DE UN CAFÉ CON SIGNO NOTARIAL (y II)

 

Comencemos bien diciembre; sigamos con el café que compartimos con Antonio Magraner Duart. Dejé lo mollar para hoy.

Antonio, como miembro de la Real de Cultura Valenciana ve mal lo del cierre de RTVV: “una pérdida significativa para la cultura valenciana”. Era el único en esos cometidos. Pero, y coincido con él -como no podía ser de otra forma-, “debe existir aquello que se pueda pagar”.

Y así entramos en cuestiones de gobernanza y el buen uso del dinero público.

Tertulianos en tertulia Foto: Mario Ayús

Tertulianos en tertulia
Foto: Mario Ayús

Ya en faena, y por mor de los fondos públicos, reivindicó Magraner una buena Ley de Mecenazgo que, ante la “diarrea” legislativa que padecen las cámaras -que legislan sin parar una y otra vez versiones de lo mismo-, no entiende como no se ha evacuado ya una que nos sirva para solucionar muchas cuestiones que viven a expensas de esos dineros de todos.

Y así llegamos a la materia de los textos legislativos de Empresa o de Emprendedores, con poco contenido real; casi irrealizables, vamos. Y últimamente, lo único de contenido real -al modo occidental y con trascendencia práctica, recordó el notario- es “lo de la tarjeta de residencia por inversión”. Eso existe en el mundo occidental en el que nos desenvolvemos.

Y hablamos de don Luis Duart, párroco que fue de Benidorm y que como arqueólogo e historiador sacó a la luz el pasado de este enclave. Ahora mismo, en el Museo del edificio municipal Boca del Calvari habrá una sala con su contribución a desentrañar la historia antigua de Benidorm con las piezas que albergaba el Depósito Municipal y otras pocas, dicen, cedidas por la familia. Recordó Magraner cuando don Luis le visitó en su primera notaría, la de Biar, le dijo: “Quién nos lo iba a decir, dos de Almussafes en tierras de Alicante”. Y luego el sobrino que termina en el pueblo a que él tanto tiempo dedicó como sacerdote e investigador.

Y hablamos de la CAM, de la que fue consejero hasta diciembre de 2006. “Uno de los grande errores fue no fusionar CAM y BANCAJA”. Coincidimos.

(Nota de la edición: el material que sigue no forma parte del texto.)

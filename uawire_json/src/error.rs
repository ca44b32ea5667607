use thiserror::Error;

pub type EncodingResult<T> = Result<T, EncodingError>;

/// The single error surface of the encoder.
///
/// Any error is fatal for the current encoding: no further output is
/// produced and the encoder must be [`reset`](crate::JsonEncoder::reset)
/// before reuse.
#[derive(Error, Debug)]
pub enum EncodingError {
    /// A configured encoding limit was exceeded.
    #[error("encoding limit exceeded: {0}")]
    LimitExceeded(&'static str),
    /// A variant type id out of range, or a structure without a codec.
    #[error("unknown type: {0}")]
    UnknownType(String),
    /// The caller drove the token writer into an illegal state.
    #[error("invalid encoder state: {0}")]
    InvalidState(&'static str),
    /// The underlying sink failed.
    #[error(transparent)]
    Io(#[from] std::io::Error),
}
use std::sync::Arc;

use uawire_types::node_id::{ExpandedNodeId, NodeId};
use uawire_types::tables::{NamespaceTable, ServerTable};

use crate::codec::{DataTypeManager, JsonStructureCodec};
use crate::limits::EncodingLimits;

/// The lookup tables and limits consulted during an encoding pass.
///
/// Consulted read-only; one context may back any number of encoders.
#[derive(Debug, Default)]
pub struct EncodingContext {
    pub namespaces: NamespaceTable,
    pub servers: ServerTable,
    pub type_manager: DataTypeManager,
    pub limits: EncodingLimits,
}

impl EncodingContext {
    #[must_use]
    pub fn new() -> Self {
        Self::default()
    }

    /// Resolves the codec registered for an encoding id. An attached
    /// namespace URI takes precedence over the numeric namespace index and
    /// must resolve in the namespace table.
    #[must_use]
    pub fn codec_for(&self, encoding_id: &ExpandedNodeId) -> Option<Arc<dyn JsonStructureCodec>> {
        match &encoding_id.namespace_uri {
            Some(uri) => {
                let namespace = self.namespaces.index_of(uri)?;
                self.type_manager.codec(&NodeId {
                    namespace,
                    identifier: encoding_id.node_id.identifier.clone(),
                })
            }
            None => self.type_manager.codec(&encoding_id.node_id),
        }
    }
}
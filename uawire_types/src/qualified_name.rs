use std::fmt::{self, Display, Formatter};

/// A name qualified by an index into the namespace table, e.g. `2:Pump`.
#[derive(Debug, Clone, Default, PartialEq, Eq, Hash)]
pub struct QualifiedName {
    pub namespace_index: u16,
    pub name: Option<String>,
}

impl QualifiedName {
    pub fn new(namespace_index: u16, name: impl Into<String>) -> Self {
        Self {
            namespace_index,
            name: Some(name.into()),
        }
    }

    #[must_use]
    pub const fn null() -> Self {
        Self {
            namespace_index: 0,
            name: None,
        }
    }

    #[must_use]
    pub const fn is_null(&self) -> bool {
        self.namespace_index == 0 && self.name.is_none()
    }
}

impl From<&str> for QualifiedName {
    fn from(value: &str) -> Self {
        Self::new(0, value)
    }
}

impl Display for QualifiedName {
    fn fmt(&self, f: &mut Formatter<'_>) -> fmt::Result {
        let name = self.name.as_deref().unwrap_or_default();
        if self.namespace_index != 0 {
            write!(f, "{}:{}", self.namespace_index, name)
        } else {
            f.write_str(name)
        }
    }
}
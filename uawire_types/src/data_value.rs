use uawire_common::date_time::UaDateTime;

use crate::status_code::StatusCode;
use crate::variant::Variant;

/// A value with its quality and the timestamps at which it was sourced and
/// observed. Every field is optional; absent fields take their defaults on
/// the wire.
#[derive(Debug, Clone, Default, PartialEq)]
pub struct DataValue {
    pub value: Option<Variant>,
    pub status: Option<StatusCode>,
    pub source_timestamp: Option<UaDateTime>,
    pub source_picoseconds: Option<u16>,
    pub server_timestamp: Option<UaDateTime>,
    pub server_picoseconds: Option<u16>,
}

impl DataValue {
    #[must_use]
    pub fn new(value: impl Into<Variant>) -> Self {
        Self {
            value: Some(value.into()),
            ..Self::default()
        }
    }
}

impl From<Variant> for DataValue {
    fn from(value: Variant) -> Self {
        Self::new(value)
    }
}
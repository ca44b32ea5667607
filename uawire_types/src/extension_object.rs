use crate::byte_string::ByteString;
use crate::node_id::NodeId;
use crate::xml_element::XmlElement;

/// The encoded body carried by an [`ExtensionObject`].
#[derive(Debug, Clone, Default, PartialEq)]
pub enum ExtensionObjectBody {
    #[default]
    Null,
    /// Opaque bytes produced by the binary encoder.
    Binary(ByteString),
    /// An XML document produced by the XML encoder.
    Xml(XmlElement),
    /// A complete JSON text produced by the JSON encoder.
    Json(String),
}

/// An envelope around an encoded structure, tagged with the NodeId of the
/// encoding it was produced by.
#[derive(Debug, Clone, Default, PartialEq)]
pub struct ExtensionObject {
    pub type_id: NodeId,
    pub body: ExtensionObjectBody,
}

impl ExtensionObject {
    #[must_use]
    pub const fn null() -> Self {
        Self {
            type_id: NodeId::null(),
            body: ExtensionObjectBody::Null,
        }
    }

    pub fn binary(type_id: NodeId, body: impl Into<ByteString>) -> Self {
        Self {
            type_id,
            body: ExtensionObjectBody::Binary(body.into()),
        }
    }

    pub fn xml(type_id: NodeId, body: impl Into<XmlElement>) -> Self {
        Self {
            type_id,
            body: ExtensionObjectBody::Xml(body.into()),
        }
    }

    pub fn json(type_id: NodeId, body: impl Into<String>) -> Self {
        Self {
            type_id,
            body: ExtensionObjectBody::Json(body.into()),
        }
    }

    #[must_use]
    pub fn is_null(&self) -> bool {
        self.type_id.is_null() && matches!(self.body, ExtensionObjectBody::Null)
    }
}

Al final, nos dijo, este proceder cercano nos pasa factura. “La Comunitat no está ni en la A7, ni en Iberdrola  ni en ninguna de las grandes empresas estratégicas”. Perdimos el tren aquél de las privatizaciones de lo público. Y, ¿por qué no se hizo?, le pregunté yo refiriéndome a la fusión CAM-BANCAJA. Y él me/nos respondió sin decir nada que no estuviera de antes ya publicado: “No se hizo porque la sociedad alicantina, y el diario Información, se posicionaron en contra de que Alicante perdiera protagonismo”. Y fue a más: “pero lo principal fue que Eduardo Zaplana no encontró un interlocutor”. Y aquí hay que hacer retrospectiva. Cuando Joan Lerma entró en la necesidad e idoneidad de esa fusión fue sustituido por Joan Romero; y cuando éste estuvo por la labor, fue sustituido por Antoni Asunción; y cuando éste entró en razón fue sustituido por Joan Ignasi Pla… y se acabó el tiempo de negociar y se pasó el arroz. “Alicante no quiso; Valencia nos va a engullir”, se decía; y BANCAJA, por mucha sede en Valencia, era de Castellón. Unos por otros, la cosa se torció.

BANCAJA no quiso entrar en guerra con Alicante; era una provincia muy interesante y ya estaba implantada.

La verdad es que para muchos de nosotros aquello fue un ataque de sentimiento pueblerino que mediáticamente supo aprovechar el diario de referencia de la provincia que temía, asentimos todos, perder la suculenta tajada que de la CAM recibía año tras año. Una página negra que como chapapote se debiera extender, sentencio yo, por las conciencias de más de uno.

Si alguien no lo vio entonces, con la perspectiva del tiempo lo ha visto luego; cuando ya no hubo remedio.

Y luego a la CAM le han sacado los colores… y la CAM le ha sacado los cuartos a muchos. La auditora británica que la cacheó, se quedó a cuadritos; y Nomura (que es el Gobierno japonés a fin de cuentas) se llevó sus fondos a otra parte.

Y así fueron pasando las horas; que este café dio para mucho. Sí, hablamos hasta de cuando estuvo de presidente del Club Deportivo Benidorm. El fútbol da muchos quebraderos de cabeza, me pareció atisbar como conclusión.

Si no hubiera sido porque aquella gente, la del hotel, se tenía que ir a dormir, aún hubiéramos seguido de animada charla con Antonio Magraner Duart, hombre de Benidorm.